Catanzaro, resta prioritaria la ricerca del nuovo allenatore: tornano in ballo Mignani e Andreoletti
Il candidato principale alla panchina del Catanzaro è ormai andato a Cesena. O meglio, sta per dare seguito all’accordo verbale raggiunto una decina di giorni fa col club pronto ad accoglierlo. Guido Pagliuca è arrivato nella città romagnola e ha incontrato di nuovo il ds bianconero Andrea Mancini, di fatto tagliando fuori i giallorossi.
Le Aquile si erano inserite provando con insistenza – e anche buoni argomenti – a convincere il tecnico toscano a cambiare idea e destinazione, però alla fine non ci sono riuscite e adesso non possono fare altro che cercare un allenatore alternativo. I nomi di Michele Mignani e Matteo Andreoletti non sono gli unici sul taccuino di Ciro Polito, che avrebbe un occhio anche per l’ex Siracusa Marco Turati.
Suo malgrado, come e più di due anni fa, il ds ha dovuto rinunciare all’idea di portare sulla panchina del “Ceravolo” uno dei suoi pallini: il Cesena si era mosso prima e ha beneficiato del vantaggio accumulato per prendersi Pagliuca.
La ricerca del Catanzaro sta continuando su alcune linee guida chiare, nel senso che si vorrebbe quanto più possibile proseguire un certo tipo di calcio fatto di possesso, ritmo e palleggio: i principi ideali per le caratteristiche dei giocatori in rosa, da capitan Iemmello in giù. Però sfumando Pagliuca (che comunque avrebbe dato più ritmo e pressing) non è che in B ci sia tanto da questo punto di vista. Allora non è da escludere che Polito si tuffi su un coach emergente dalla C.
L’idea di base, comunque, sembra ancora essere quella di affidarsi a un tecnico di categoria e per questo, dopo aver accantonato Possanzini ed essere stati costretti a rinunciare a Pagliuca, non sarebbero stati messi da parte i profili di Mignani e Andreoletti. Mignani a Bari ha lavorato con Polito, vincendo un campionato di Serie C e sfiorando la promozione in A per essere poi esonerato nel torneo successivo. In Puglia ha schierato la squadra quasi sempre con il 4-3-1-2 o il 4-3-3, tuttavia nelle ultime due stagioni con il Cesena si è adattato alle qualità di chi aveva in organico, senza spostarsi dal 3-5-2 che è stato punto di riferimento tattico bianconero sia in C (quando in panchina c’era Toscano) che in B con il cinquantaquattrenne genovese.

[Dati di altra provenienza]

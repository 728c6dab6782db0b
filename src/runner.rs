// src/runner.rs
//! End-to-end pipeline shared by the CLI and the GUI:
//! tables → claims (scrape or cache) → resolve → save → map.

use std::{cell::OnceCell, collections::HashSet, path::PathBuf};

use tracing::{info, warn};

use crate::{
    claim::{ClaimRecord, Stage},
    config::options::{AppOptions, ScrapeMode},
    core::net::Session,
    error::Result,
    methods::MethodTag,
    progress::Progress,
    render,
    resolve::{ResolutionReport, Resolver},
    scrape, store,
    summary::{self, CellSummary},
};

/// What a run produced.
#[derive(Debug, Default)]
pub struct RunSummary {
    pub claims: Vec<ClaimRecord>,
    pub report: ResolutionReport,
    pub cells: Vec<CellSummary>,
    /// Claims came from the website rather than the cache.
    pub scraped: bool,
    pub map_written: Option<PathBuf>,
}

impl RunSummary {
    pub fn unresolved(&self) -> impl Iterator<Item = &ClaimRecord> {
        self.claims.iter().filter(|c| !c.is_located())
    }
}

/// Stages left off the static map unless asked for.
pub fn default_hidden_stages() -> HashSet<Stage> {
    HashSet::from([Stage::Design])
}

/// HTTP session built on first use, so cache-only runs never touch the
/// claims URL.
struct LazySession<'a> {
    url: &'a str,
    cell: OnceCell<Session>,
}

impl<'a> LazySession<'a> {
    fn new(url: &'a str) -> Self {
        Self { url, cell: OnceCell::new() }
    }

    fn get(&self) -> Result<&Session> {
        if let Some(s) = self.cell.get() {
            return Ok(s);
        }
        let s = Session::new(self.url)?;
        Ok(self.cell.get_or_init(|| s))
    }
}

/// Run the whole pipeline. Configuration problems (bad tables, bad
/// sequence) surface before any network or cache access.
pub fn run(opts: &AppOptions, mut progress: Option<&mut dyn Progress>) -> Result<RunSummary> {
    let web = LazySession::new(&opts.scrape.url);
    // Remote thumbnails need the session even when claims come from the cache.
    let images = if opts.resolve.methods.contains(MethodTag::Image) { Some(web.get()?) } else { None };
    let resolver = Resolver::from_options(&opts.resolve, &opts.store, images)?;

    let (mut claims, scraped) = obtain_claims(opts, &web, progress.as_deref_mut())?;

    if !opts.resolve.keep_resolved {
        claims.iter_mut().for_each(ClaimRecord::clear_inferred);
    }

    let report = resolver.resolve_all(&mut claims, progress.as_deref_mut());
    store::save(&opts.store.cache, &claims)?;

    if let Some(ocr) = resolver.ocr() {
        let path = opts.store.ocr_cache();
        if let Err(e) = ocr.save_memo(&path) {
            warn!(path = %path.display(), error = %e, "Could not save OCR cache");
        }
    }

    let cells = summary::summarize(&claims);
    let map_written = match &opts.map.out {
        Some(path) => {
            if let Some(p) = progress.as_deref_mut() {
                p.log("Drawing map…");
            }
            let img = render::render_map(&cells, &opts.map, &default_hidden_stages())?;
            render::save_png(&img, path)?;
            Some(path.clone())
        }
        None => None,
    };

    if let Some(p) = progress.as_deref_mut() {
        p.finish();
    }
    Ok(RunSummary { claims, report, cells, scraped, map_written })
}

/// Claims from the website or the cache, per the scrape mode. `Never`
/// treats any cache problem as fatal; `IfMissing` scrapes instead.
fn obtain_claims(
    opts: &AppOptions,
    web: &LazySession<'_>,
    progress: Option<&mut (dyn Progress + '_)>,
) -> Result<(Vec<ClaimRecord>, bool)> {
    let cache = &opts.store.cache;
    match opts.scrape.mode {
        ScrapeMode::Always => Ok((scrape::collect_claims(web.get()?, &opts.scrape, progress)?, true)),
        ScrapeMode::Never => Ok((store::load(cache)?, false)),
        ScrapeMode::IfMissing => match store::load(cache) {
            Ok(claims) => Ok((claims, false)),
            Err(e) => {
                warn!(error = %e, "Cache unusable; scraping instead");
                info!(url = %opts.scrape.url, "Scraping claims");
                Ok((scrape::collect_claims(web.get()?, &opts.scrape, progress)?, true))
            }
        },
    }
}

#[cfg(test)]
mod tests {
    use super::*;
    use crate::config::options::{MapOptions, ResolveOptions, ScrapeOptions, StoreOptions};
    use crate::error::{CacheError, ConfigError, Error, ScrapeError};
    use crate::claim::CoordSource;
    use crate::grid::Cell;
    use std::fs;

    fn options(dir: &std::path::Path, methods: &str) -> AppOptions {
        AppOptions {
            // Unparsable on purpose: any attempt to go online fails fast.
            scrape: ScrapeOptions { mode: ScrapeMode::Never, url: s!("not a url"), ..ScrapeOptions::default() },
            store: StoreOptions { cache: dir.join("claims.json"), dir: dir.join(".store") },
            resolve: ResolveOptions { methods: methods.parse().unwrap(), data_dir: dir.to_path_buf(), ..ResolveOptions::default() },
            map: MapOptions::default(),
        }
    }

    #[test]
    fn missing_table_stops_before_cache_is_touched() {
        let dir = tempfile::tempdir().unwrap();
        let err = run(&options(dir.path(), "t"), None).unwrap_err();
        assert!(matches!(err, Error::Config(ConfigError::TableIo { .. })));
    }

    #[test]
    fn cached_claims_are_resolved_and_saved() {
        let dir = tempfile::tempdir().unwrap();
        fs::write(dir.path().join("name_hints.json"), r#"{"Firewatch": [18, 7]}"#).unwrap();
        fs::write(
            dir.path().join("claims.json"),
            r#"[{"url": "https://x.org/claims/a", "title": "Firewatch Shack", "stage": "Merged"},
                {"url": "https://x.org/claims/b", "title": "Lost Cave", "stage": "Design"}]"#,
        )
        .unwrap();

        let summary = run(&options(dir.path(), "t"), None).unwrap();
        assert!(!summary.scraped);
        assert_eq!(summary.claims[0].coord, Some(Cell::new(18, 7)));
        assert_eq!(summary.report.unresolved, vec![s!("https://x.org/claims/b")]);
        assert_eq!(summary.cells.len(), 1);

        let reloaded = store::load(&dir.path().join("claims.json")).unwrap();
        assert_eq!(reloaded, summary.claims);
    }

    fn with_mode(dir: &std::path::Path, mode: ScrapeMode) -> AppOptions {
        let mut opts = options(dir, "u");
        opts.scrape.mode = mode;
        fs::write(dir.join("url_hints.json"), "{}").unwrap();
        opts
    }

    #[test]
    fn cache_only_run_fails_on_missing_cache() {
        let dir = tempfile::tempdir().unwrap();
        let err = run(&with_mode(dir.path(), ScrapeMode::Never), None).unwrap_err();
        assert!(matches!(err, Error::Cache(CacheError::Missing(_))), "{err}");
    }

    #[test]
    fn cache_only_run_fails_on_corrupt_cache() {
        let dir = tempfile::tempdir().unwrap();
        fs::write(dir.path().join("claims.json"), "[{\"url\": ").unwrap();
        let err = run(&with_mode(dir.path(), ScrapeMode::Never), None).unwrap_err();
        assert!(matches!(err, Error::Cache(CacheError::Corrupt { .. })), "{err}");
    }

    #[test]
    fn cache_only_run_never_builds_a_session() {
        let dir = tempfile::tempdir().unwrap();
        fs::write(dir.path().join("claims.json"), "[]").unwrap();
        let summary = run(&with_mode(dir.path(), ScrapeMode::Never), None).unwrap();
        assert!(!summary.scraped);
        assert!(summary.claims.is_empty());
    }

    #[test]
    fn if_missing_prefers_a_readable_cache() {
        let dir = tempfile::tempdir().unwrap();
        fs::write(dir.path().join("claims.json"), r#"[{"url": "https://x.org/claims/a", "title": "Ald Iuval"}]"#)
            .unwrap();
        let summary = run(&with_mode(dir.path(), ScrapeMode::IfMissing), None).unwrap();
        assert!(!summary.scraped);
        assert_eq!(summary.claims.len(), 1);
    }

    #[test]
    fn if_missing_scrapes_when_cache_is_absent_or_corrupt() {
        let dir = tempfile::tempdir().unwrap();
        let opts = with_mode(dir.path(), ScrapeMode::IfMissing);

        let err = run(&opts, None).unwrap_err();
        assert!(matches!(err, Error::Scrape(ScrapeError::Url(_))), "{err}");

        fs::write(dir.path().join("claims.json"), "not json").unwrap();
        let err = run(&opts, None).unwrap_err();
        assert!(matches!(err, Error::Scrape(ScrapeError::Url(_))), "{err}");
    }

    #[test]
    fn image_method_needs_a_valid_url_even_without_scraping() {
        let dir = tempfile::tempdir().unwrap();
        fs::write(dir.path().join("claims.json"), "[]").unwrap();
        let opts = options(dir.path(), "i");
        let err = run(&opts, None).unwrap_err();
        assert!(matches!(err, Error::Scrape(ScrapeError::Url(_))), "{err}");
    }

    #[test]
    fn kept_claims_report_their_recorded_source() {
        let dir = tempfile::tempdir().unwrap();
        fs::write(
            dir.path().join("claims.json"),
            r#"[{"url": "https://x.org/claims/a", "title": "Tel Ouada", "cell_x": 9, "cell_y": -3, "coord_source": "ocr"}]"#,
        )
        .unwrap();
        let mut opts = with_mode(dir.path(), ScrapeMode::Never);
        opts.resolve.keep_resolved = true;

        let summary = run(&opts, None).unwrap();
        assert_eq!(summary.claims[0].coord, Some(Cell::new(9, -3)));
        assert_eq!(summary.report.count(CoordSource::Ocr), 1);

        opts.resolve.keep_resolved = false;
        let summary = run(&opts, None).unwrap();
        assert_eq!(summary.claims[0].coord, None);
        assert_eq!(summary.report.count(CoordSource::Ocr), 0);
    }
}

Andreoletti è decisamente più giovane e meno esperto del collega, ha 37 anni e si è cimentato con il torneo cadetto solo nella scorsa stagione, al timone del Padova, che aveva riportato al piano superiore vincendo il campionato di C in volata sul Vicenza. In Veneto, e ancora prima a Benevento, ha quasi sempre utilizzato il 3-4-2-1, cioè lo stesso modulo con cui Aquilani è volato a giocarsi la finale playoff per la A. Accanto ad Andreoletti e Mignani, Turati o uno con lo stesso profilo, tipo Nicola Corrent della Primavera del Parma, sarebbero le opzioni più azzardate.